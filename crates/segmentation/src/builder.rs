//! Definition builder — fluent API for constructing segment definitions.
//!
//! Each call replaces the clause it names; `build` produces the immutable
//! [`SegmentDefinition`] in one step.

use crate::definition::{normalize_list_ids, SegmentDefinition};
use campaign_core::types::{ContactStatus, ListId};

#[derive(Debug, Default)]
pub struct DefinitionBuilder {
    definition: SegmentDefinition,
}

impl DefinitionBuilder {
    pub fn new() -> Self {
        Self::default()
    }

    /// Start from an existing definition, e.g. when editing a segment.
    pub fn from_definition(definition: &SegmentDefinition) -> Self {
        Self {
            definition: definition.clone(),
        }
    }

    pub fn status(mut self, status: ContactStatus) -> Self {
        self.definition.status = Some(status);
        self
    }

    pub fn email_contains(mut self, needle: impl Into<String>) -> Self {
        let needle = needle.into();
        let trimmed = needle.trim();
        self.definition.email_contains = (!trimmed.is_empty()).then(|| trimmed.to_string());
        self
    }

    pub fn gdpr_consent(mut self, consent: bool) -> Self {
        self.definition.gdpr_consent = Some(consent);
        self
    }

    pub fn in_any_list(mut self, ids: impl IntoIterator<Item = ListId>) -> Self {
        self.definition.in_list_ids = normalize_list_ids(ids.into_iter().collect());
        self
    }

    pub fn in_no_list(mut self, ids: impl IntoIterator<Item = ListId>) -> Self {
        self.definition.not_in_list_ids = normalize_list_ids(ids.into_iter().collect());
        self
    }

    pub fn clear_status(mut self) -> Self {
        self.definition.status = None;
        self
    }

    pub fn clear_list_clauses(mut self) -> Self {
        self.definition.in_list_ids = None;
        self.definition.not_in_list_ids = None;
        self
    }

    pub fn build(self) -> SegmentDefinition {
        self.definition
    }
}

==

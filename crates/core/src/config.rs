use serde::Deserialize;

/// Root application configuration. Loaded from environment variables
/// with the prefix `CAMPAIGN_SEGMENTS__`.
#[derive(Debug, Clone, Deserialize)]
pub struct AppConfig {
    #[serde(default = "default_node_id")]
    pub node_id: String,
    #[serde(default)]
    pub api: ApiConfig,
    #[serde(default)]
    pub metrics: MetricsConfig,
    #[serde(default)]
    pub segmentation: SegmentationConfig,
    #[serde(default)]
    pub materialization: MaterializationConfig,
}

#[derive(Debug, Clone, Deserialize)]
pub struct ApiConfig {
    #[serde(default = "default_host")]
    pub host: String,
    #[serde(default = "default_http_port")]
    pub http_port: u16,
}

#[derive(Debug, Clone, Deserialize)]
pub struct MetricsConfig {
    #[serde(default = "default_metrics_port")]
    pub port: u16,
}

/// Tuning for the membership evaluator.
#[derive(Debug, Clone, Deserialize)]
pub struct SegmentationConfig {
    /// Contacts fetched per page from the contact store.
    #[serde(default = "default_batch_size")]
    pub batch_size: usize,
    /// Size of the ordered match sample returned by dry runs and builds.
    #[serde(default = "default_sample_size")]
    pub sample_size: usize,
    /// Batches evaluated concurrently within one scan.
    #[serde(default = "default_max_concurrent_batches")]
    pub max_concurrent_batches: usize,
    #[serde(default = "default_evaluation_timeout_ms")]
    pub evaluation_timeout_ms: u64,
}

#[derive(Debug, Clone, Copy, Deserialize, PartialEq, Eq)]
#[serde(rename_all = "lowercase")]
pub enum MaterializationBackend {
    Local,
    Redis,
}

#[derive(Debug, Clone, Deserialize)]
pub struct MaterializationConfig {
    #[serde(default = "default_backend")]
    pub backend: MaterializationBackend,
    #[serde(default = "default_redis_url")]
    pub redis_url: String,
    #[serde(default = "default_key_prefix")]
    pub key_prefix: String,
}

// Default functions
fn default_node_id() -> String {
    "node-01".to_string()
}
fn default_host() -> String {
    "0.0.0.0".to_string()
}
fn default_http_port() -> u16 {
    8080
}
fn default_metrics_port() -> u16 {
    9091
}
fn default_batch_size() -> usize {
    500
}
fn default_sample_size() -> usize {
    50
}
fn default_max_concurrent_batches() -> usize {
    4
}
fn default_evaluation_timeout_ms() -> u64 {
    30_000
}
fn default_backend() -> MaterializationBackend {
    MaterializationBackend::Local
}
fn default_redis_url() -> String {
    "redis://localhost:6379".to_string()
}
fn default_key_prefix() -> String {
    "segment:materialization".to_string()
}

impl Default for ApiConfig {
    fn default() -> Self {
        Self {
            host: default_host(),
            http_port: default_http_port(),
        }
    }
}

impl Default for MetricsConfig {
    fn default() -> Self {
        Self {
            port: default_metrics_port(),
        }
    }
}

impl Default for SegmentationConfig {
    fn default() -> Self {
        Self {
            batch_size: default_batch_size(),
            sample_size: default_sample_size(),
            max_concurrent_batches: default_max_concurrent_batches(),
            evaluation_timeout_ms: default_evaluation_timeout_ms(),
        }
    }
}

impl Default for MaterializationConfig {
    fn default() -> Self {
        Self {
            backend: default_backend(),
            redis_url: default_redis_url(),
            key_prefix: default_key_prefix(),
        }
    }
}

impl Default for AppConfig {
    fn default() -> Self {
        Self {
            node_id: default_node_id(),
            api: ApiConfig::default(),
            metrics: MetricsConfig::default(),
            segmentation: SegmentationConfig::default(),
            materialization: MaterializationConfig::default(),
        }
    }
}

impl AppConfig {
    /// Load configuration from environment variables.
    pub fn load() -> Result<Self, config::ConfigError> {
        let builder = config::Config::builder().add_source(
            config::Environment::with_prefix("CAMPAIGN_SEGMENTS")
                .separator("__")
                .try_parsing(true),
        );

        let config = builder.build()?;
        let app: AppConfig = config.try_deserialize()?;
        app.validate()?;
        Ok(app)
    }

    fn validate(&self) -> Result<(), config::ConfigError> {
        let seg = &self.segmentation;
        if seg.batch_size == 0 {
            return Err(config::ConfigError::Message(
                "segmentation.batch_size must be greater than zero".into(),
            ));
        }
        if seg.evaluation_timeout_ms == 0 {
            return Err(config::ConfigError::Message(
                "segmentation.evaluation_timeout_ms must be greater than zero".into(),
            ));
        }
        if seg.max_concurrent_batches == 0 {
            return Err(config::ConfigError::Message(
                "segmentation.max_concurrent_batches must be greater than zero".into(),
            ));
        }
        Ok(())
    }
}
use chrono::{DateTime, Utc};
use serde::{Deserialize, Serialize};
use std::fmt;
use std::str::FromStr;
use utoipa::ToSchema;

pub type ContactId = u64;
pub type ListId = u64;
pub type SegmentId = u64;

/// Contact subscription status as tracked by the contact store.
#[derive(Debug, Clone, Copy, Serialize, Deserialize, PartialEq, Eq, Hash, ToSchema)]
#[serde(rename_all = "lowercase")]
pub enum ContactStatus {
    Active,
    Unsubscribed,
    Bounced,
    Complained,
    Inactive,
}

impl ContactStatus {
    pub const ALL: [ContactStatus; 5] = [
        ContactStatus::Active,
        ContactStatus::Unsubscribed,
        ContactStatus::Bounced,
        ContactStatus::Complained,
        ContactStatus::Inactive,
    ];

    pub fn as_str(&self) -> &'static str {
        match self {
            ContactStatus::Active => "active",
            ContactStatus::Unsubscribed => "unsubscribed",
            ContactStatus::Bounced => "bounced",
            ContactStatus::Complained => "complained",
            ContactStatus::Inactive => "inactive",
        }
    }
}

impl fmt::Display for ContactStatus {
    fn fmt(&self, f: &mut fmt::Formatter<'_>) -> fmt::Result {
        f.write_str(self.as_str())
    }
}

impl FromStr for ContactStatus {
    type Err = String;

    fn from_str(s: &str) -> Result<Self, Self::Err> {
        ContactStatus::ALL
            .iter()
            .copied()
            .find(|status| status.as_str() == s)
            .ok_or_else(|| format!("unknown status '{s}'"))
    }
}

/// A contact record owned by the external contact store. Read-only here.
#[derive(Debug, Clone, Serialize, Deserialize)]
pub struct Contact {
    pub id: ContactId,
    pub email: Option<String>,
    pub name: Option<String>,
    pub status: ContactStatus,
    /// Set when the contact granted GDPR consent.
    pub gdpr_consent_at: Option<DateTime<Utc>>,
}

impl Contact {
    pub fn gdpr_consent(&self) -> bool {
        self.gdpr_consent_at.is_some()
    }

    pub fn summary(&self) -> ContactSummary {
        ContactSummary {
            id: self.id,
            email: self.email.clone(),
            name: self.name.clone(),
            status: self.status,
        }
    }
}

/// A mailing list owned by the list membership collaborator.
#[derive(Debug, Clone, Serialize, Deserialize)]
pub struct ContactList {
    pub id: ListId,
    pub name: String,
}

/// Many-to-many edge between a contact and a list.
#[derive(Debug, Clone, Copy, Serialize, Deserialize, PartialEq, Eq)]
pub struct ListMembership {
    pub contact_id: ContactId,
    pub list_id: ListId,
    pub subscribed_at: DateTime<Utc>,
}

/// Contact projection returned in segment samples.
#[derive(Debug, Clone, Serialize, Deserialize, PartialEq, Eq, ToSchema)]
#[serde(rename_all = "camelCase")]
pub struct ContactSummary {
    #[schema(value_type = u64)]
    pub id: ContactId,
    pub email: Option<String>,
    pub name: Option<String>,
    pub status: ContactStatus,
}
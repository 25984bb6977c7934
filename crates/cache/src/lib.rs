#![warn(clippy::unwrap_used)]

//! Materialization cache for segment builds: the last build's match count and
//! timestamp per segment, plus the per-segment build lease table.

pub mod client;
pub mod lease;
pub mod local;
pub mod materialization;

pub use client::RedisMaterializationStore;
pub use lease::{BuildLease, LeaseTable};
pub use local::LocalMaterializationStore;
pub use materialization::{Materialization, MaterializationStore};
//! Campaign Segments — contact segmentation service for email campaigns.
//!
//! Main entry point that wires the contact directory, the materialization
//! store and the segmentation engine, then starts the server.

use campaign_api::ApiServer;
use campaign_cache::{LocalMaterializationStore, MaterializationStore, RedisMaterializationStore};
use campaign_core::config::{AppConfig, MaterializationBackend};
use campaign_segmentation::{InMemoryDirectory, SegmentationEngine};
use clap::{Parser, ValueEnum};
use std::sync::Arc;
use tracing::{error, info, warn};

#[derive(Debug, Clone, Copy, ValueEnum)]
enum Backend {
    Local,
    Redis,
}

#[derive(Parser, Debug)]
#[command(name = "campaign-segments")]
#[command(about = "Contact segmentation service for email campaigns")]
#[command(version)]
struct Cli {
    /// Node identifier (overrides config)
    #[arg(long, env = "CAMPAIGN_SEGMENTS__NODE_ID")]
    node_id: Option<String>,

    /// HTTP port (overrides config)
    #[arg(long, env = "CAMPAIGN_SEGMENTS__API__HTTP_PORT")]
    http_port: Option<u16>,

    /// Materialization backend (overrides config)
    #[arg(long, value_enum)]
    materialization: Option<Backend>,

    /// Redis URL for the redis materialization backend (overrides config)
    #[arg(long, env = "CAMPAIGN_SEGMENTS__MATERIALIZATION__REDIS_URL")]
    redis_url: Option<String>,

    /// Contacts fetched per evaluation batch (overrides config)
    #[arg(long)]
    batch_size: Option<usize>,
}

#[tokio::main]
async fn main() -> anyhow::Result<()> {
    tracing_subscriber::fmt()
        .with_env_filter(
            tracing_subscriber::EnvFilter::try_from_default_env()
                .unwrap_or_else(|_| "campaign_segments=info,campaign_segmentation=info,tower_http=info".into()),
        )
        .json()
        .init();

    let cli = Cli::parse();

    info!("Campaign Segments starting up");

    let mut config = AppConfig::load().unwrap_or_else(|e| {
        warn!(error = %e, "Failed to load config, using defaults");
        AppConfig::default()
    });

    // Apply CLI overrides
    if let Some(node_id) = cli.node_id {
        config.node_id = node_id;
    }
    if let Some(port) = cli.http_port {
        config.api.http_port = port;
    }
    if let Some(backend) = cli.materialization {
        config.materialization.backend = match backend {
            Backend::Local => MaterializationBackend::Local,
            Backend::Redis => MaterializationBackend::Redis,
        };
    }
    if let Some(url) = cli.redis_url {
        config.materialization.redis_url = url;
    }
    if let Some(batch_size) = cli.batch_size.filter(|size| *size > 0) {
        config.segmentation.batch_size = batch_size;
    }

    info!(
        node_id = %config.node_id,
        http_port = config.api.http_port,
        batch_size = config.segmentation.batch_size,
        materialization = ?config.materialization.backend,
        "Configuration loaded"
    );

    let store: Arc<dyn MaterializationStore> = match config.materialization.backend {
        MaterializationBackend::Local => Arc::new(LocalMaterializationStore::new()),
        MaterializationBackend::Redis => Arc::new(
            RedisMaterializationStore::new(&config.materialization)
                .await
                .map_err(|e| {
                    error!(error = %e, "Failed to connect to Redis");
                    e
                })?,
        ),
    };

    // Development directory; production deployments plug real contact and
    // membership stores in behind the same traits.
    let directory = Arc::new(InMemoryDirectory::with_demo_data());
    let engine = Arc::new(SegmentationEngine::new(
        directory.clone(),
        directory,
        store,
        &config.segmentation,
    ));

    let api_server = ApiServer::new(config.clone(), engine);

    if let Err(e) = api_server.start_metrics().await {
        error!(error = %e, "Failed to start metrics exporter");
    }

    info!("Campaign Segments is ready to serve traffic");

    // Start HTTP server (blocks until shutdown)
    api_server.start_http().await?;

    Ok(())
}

• _About this task_:
Going through the material above, tally the lines holding "service" and give the number alone.

• _Output for this task_:
2